◆ Source data ◆
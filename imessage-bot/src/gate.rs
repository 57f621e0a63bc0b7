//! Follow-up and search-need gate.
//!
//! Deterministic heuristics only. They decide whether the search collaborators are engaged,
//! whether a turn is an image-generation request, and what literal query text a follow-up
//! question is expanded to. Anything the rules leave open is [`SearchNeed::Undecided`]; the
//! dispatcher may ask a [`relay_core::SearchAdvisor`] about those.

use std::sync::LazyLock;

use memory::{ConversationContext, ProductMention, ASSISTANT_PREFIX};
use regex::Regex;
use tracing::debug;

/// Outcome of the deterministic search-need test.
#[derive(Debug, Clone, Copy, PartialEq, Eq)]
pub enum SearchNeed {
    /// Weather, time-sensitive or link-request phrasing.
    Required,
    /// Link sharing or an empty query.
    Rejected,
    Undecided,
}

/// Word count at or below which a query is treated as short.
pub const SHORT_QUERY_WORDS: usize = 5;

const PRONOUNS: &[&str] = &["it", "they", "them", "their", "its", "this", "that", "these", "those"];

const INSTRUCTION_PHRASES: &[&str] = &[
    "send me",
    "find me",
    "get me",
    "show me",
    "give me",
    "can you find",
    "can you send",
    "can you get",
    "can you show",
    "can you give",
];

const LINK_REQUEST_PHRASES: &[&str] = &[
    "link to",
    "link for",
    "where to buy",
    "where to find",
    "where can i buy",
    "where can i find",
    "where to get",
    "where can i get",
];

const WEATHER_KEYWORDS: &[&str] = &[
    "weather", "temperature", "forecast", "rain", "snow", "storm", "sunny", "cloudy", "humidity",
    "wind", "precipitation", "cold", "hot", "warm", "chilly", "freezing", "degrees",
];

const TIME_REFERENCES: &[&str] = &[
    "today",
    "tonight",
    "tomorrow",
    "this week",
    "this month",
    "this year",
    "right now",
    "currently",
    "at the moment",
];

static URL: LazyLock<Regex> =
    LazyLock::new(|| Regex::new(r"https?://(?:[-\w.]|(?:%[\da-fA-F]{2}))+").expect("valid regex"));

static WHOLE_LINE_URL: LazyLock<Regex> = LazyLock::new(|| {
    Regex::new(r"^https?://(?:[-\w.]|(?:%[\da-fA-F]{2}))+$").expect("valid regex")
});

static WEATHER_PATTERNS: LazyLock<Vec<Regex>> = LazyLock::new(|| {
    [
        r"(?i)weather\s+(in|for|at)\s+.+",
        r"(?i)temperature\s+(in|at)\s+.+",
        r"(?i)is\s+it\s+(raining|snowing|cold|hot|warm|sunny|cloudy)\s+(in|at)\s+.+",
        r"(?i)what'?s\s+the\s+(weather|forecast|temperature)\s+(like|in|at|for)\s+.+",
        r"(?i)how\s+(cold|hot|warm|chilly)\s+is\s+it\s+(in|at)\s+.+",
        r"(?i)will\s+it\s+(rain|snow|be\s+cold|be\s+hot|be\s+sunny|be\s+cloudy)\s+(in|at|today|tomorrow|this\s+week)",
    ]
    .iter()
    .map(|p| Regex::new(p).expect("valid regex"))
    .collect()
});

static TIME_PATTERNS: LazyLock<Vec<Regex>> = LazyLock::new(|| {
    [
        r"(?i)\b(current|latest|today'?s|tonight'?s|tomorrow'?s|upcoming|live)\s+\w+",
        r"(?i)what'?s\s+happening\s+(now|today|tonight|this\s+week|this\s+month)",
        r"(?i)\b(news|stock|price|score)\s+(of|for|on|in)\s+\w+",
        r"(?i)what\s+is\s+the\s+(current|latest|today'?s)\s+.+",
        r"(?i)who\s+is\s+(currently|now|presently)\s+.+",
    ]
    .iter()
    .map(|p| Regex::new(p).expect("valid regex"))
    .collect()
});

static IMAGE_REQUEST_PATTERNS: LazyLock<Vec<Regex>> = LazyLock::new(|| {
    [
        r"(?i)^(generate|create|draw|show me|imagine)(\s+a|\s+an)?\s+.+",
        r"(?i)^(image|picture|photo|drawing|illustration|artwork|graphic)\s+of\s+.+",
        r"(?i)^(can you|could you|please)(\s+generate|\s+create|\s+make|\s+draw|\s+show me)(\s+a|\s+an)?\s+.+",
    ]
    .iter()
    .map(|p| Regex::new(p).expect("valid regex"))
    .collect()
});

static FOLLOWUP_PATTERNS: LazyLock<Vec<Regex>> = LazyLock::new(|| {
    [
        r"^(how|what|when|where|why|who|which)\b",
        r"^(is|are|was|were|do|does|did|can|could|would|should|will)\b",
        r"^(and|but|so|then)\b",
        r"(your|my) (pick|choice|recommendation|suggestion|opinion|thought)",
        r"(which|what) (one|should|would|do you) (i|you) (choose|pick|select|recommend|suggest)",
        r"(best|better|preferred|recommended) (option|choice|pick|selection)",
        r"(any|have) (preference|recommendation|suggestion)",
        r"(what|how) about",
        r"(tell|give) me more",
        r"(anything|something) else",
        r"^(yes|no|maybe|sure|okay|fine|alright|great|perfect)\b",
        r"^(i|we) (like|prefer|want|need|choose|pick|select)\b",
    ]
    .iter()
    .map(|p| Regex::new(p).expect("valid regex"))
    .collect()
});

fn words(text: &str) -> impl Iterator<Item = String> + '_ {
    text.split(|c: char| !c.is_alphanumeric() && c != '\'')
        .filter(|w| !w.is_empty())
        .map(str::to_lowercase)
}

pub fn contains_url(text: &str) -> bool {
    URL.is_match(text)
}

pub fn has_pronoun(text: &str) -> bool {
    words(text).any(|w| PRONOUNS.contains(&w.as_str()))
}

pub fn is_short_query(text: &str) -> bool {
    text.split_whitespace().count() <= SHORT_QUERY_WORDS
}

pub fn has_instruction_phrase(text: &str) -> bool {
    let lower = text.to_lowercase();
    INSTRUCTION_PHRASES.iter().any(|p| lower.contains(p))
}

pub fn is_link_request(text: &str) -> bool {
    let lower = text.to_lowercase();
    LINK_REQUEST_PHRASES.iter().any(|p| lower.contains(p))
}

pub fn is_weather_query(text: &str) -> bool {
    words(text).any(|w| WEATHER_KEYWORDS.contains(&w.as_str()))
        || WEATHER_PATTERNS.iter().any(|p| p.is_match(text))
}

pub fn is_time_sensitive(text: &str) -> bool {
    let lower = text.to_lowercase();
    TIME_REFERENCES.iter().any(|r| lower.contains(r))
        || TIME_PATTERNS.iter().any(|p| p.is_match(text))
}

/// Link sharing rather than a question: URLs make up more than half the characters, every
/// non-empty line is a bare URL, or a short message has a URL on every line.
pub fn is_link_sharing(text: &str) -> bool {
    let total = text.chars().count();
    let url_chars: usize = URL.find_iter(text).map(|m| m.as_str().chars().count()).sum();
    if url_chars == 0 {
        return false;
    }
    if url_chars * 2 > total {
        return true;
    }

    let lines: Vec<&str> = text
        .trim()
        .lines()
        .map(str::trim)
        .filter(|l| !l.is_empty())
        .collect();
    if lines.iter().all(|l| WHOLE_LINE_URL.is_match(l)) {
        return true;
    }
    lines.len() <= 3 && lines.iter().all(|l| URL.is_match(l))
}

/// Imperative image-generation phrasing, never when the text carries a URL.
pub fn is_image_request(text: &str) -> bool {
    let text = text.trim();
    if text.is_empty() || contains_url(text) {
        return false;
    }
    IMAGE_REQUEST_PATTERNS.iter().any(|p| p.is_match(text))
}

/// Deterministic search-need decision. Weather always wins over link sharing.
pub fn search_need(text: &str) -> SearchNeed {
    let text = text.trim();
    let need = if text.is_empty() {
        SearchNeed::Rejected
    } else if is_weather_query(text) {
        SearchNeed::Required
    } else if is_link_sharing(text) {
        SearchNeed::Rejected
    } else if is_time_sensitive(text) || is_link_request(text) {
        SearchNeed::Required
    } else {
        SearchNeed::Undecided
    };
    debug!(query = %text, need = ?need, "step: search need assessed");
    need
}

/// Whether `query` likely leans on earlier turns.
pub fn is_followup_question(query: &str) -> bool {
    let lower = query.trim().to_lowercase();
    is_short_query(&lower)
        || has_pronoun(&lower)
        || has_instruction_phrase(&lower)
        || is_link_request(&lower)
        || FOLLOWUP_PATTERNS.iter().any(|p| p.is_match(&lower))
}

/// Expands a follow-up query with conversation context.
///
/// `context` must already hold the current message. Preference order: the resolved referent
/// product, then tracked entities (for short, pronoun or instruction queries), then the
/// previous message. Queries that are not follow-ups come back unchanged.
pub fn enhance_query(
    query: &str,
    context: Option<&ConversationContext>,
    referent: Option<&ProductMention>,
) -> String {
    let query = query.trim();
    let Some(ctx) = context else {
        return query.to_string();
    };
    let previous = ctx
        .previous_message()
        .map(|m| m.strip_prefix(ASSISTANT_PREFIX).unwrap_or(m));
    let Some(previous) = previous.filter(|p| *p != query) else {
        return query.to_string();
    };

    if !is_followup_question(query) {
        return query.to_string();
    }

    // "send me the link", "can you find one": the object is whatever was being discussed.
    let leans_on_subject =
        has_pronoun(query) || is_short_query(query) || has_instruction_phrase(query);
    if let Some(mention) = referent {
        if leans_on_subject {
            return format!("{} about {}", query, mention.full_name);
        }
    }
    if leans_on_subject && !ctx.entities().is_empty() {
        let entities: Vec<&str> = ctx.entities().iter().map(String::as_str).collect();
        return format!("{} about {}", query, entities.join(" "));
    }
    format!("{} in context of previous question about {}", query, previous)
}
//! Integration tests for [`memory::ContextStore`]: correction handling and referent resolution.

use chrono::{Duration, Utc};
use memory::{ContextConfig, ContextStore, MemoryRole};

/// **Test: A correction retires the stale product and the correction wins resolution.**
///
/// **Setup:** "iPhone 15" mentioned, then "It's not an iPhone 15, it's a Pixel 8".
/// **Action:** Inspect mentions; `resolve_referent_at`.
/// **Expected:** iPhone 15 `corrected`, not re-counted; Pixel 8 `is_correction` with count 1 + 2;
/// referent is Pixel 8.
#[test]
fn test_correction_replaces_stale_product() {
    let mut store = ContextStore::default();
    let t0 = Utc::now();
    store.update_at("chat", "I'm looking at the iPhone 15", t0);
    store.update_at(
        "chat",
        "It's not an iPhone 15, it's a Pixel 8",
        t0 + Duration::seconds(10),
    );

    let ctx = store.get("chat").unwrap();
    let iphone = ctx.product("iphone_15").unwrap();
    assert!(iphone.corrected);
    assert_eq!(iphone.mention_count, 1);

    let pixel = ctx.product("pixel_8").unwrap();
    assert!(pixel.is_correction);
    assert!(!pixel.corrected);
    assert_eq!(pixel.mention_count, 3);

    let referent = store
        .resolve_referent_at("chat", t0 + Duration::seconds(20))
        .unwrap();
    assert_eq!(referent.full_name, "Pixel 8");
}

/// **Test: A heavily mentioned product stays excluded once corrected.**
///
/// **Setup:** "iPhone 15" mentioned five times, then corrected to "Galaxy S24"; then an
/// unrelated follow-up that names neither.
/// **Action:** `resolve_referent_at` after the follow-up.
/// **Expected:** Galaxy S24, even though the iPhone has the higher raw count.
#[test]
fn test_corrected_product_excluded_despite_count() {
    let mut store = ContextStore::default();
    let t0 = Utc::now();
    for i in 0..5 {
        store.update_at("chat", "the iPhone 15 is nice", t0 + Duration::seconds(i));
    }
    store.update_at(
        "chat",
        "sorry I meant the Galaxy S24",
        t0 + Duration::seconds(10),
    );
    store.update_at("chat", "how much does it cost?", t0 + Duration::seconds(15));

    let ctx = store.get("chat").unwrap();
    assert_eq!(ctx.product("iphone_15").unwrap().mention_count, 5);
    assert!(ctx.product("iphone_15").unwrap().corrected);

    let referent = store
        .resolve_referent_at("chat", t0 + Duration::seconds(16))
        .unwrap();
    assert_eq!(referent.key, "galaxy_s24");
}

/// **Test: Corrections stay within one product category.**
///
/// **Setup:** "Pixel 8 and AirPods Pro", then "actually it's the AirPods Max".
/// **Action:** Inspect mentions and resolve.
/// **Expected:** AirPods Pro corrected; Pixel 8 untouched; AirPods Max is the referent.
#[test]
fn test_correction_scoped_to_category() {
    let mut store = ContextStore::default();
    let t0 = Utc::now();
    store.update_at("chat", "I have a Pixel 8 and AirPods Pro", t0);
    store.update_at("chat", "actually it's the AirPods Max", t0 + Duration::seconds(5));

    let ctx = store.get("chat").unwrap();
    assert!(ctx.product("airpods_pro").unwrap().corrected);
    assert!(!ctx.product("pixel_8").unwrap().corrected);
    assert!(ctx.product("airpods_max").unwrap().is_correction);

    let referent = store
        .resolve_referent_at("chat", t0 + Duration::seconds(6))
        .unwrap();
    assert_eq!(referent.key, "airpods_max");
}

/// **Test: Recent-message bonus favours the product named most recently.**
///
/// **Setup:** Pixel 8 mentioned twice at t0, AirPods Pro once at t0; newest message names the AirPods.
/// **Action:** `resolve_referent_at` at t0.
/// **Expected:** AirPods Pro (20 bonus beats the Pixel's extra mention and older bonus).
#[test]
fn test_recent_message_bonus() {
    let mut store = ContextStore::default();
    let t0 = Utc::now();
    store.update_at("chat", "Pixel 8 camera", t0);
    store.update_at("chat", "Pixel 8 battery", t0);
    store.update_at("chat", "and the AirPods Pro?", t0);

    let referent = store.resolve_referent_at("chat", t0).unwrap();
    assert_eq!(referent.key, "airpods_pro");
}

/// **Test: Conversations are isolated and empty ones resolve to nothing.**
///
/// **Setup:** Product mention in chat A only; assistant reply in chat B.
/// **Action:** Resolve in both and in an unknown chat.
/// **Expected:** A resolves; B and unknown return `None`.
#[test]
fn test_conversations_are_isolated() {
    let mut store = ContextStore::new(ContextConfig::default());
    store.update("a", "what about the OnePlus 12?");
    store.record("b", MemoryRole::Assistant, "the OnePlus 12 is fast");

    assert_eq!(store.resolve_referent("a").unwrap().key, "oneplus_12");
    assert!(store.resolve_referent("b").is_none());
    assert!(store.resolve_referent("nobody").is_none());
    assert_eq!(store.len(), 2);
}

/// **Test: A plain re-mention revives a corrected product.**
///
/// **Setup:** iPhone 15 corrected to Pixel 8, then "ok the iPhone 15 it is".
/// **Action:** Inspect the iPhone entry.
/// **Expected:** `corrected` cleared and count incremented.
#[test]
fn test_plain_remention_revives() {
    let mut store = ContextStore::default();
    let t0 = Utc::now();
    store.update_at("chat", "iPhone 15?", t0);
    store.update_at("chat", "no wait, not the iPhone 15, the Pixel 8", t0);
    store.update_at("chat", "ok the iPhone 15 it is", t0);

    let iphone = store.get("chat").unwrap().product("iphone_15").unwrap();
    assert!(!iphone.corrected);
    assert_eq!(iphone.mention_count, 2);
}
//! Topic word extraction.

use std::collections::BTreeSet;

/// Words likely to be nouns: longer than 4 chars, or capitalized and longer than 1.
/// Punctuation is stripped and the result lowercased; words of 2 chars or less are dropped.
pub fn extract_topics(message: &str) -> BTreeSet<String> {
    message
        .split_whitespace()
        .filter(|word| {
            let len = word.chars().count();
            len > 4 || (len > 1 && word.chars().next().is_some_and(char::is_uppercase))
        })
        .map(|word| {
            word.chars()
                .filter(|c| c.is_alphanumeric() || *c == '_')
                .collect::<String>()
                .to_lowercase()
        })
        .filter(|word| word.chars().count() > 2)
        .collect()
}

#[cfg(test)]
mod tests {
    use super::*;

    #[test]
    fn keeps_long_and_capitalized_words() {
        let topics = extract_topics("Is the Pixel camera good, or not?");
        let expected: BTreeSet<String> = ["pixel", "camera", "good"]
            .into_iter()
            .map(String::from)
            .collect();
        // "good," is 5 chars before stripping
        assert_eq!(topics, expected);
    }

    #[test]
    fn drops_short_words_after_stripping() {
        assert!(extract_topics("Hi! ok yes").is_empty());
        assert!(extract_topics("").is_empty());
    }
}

◆ Work task ◆
The reply should consist solely of the lines above from the one that has "is the referent." through the one that has "an unknown chat.", reproduced exactly.

◆ Result for this exercise ◆
/// **Expected:** AirPods Pro corrected; Pixel 8 untouched; AirPods Max is the referent.
#[test]
fn test_correction_scoped_to_category() {
    let mut store = ContextStore::default();
    let t0 = Utc::now();
    store.update_at("chat", "I have a Pixel 8 and AirPods Pro", t0);
    store.update_at("chat", "actually it's the AirPods Max", t0 + Duration::seconds(5));

    let ctx = store.get("chat").unwrap();
    assert!(ctx.product("airpods_pro").unwrap().corrected);
    assert!(!ctx.product("pixel_8").unwrap().corrected);
    assert!(ctx.product("airpods_max").unwrap().is_correction);

    let referent = store
        .resolve_referent_at("chat", t0 + Duration::seconds(6))
        .unwrap();
    assert_eq!(referent.key, "airpods_max");
}

/// **Test: Recent-message bonus favours the product named most recently.**
///
/// **Setup:** Pixel 8 mentioned twice at t0, AirPods Pro once at t0; newest message names the AirPods.
/// **Action:** `resolve_referent_at` at t0.
/// **Expected:** AirPods Pro (20 bonus beats the Pixel's extra mention and older bonus).
#[test]
fn test_recent_message_bonus() {
    let mut store = ContextStore::default();
    let t0 = Utc::now();
    store.update_at("chat", "Pixel 8 camera", t0);
    store.update_at("chat", "Pixel 8 battery", t0);
    store.update_at("chat", "and the AirPods Pro?", t0);

    let referent = store.resolve_referent_at("chat", t0).unwrap();
    assert_eq!(referent.key, "airpods_pro");
}

/// **Test: Conversations are isolated and empty ones resolve to nothing.**
///
/// **Setup:** Product mention in chat A only; assistant reply in chat B.
/// **Action:** Resolve in both and in an unknown chat.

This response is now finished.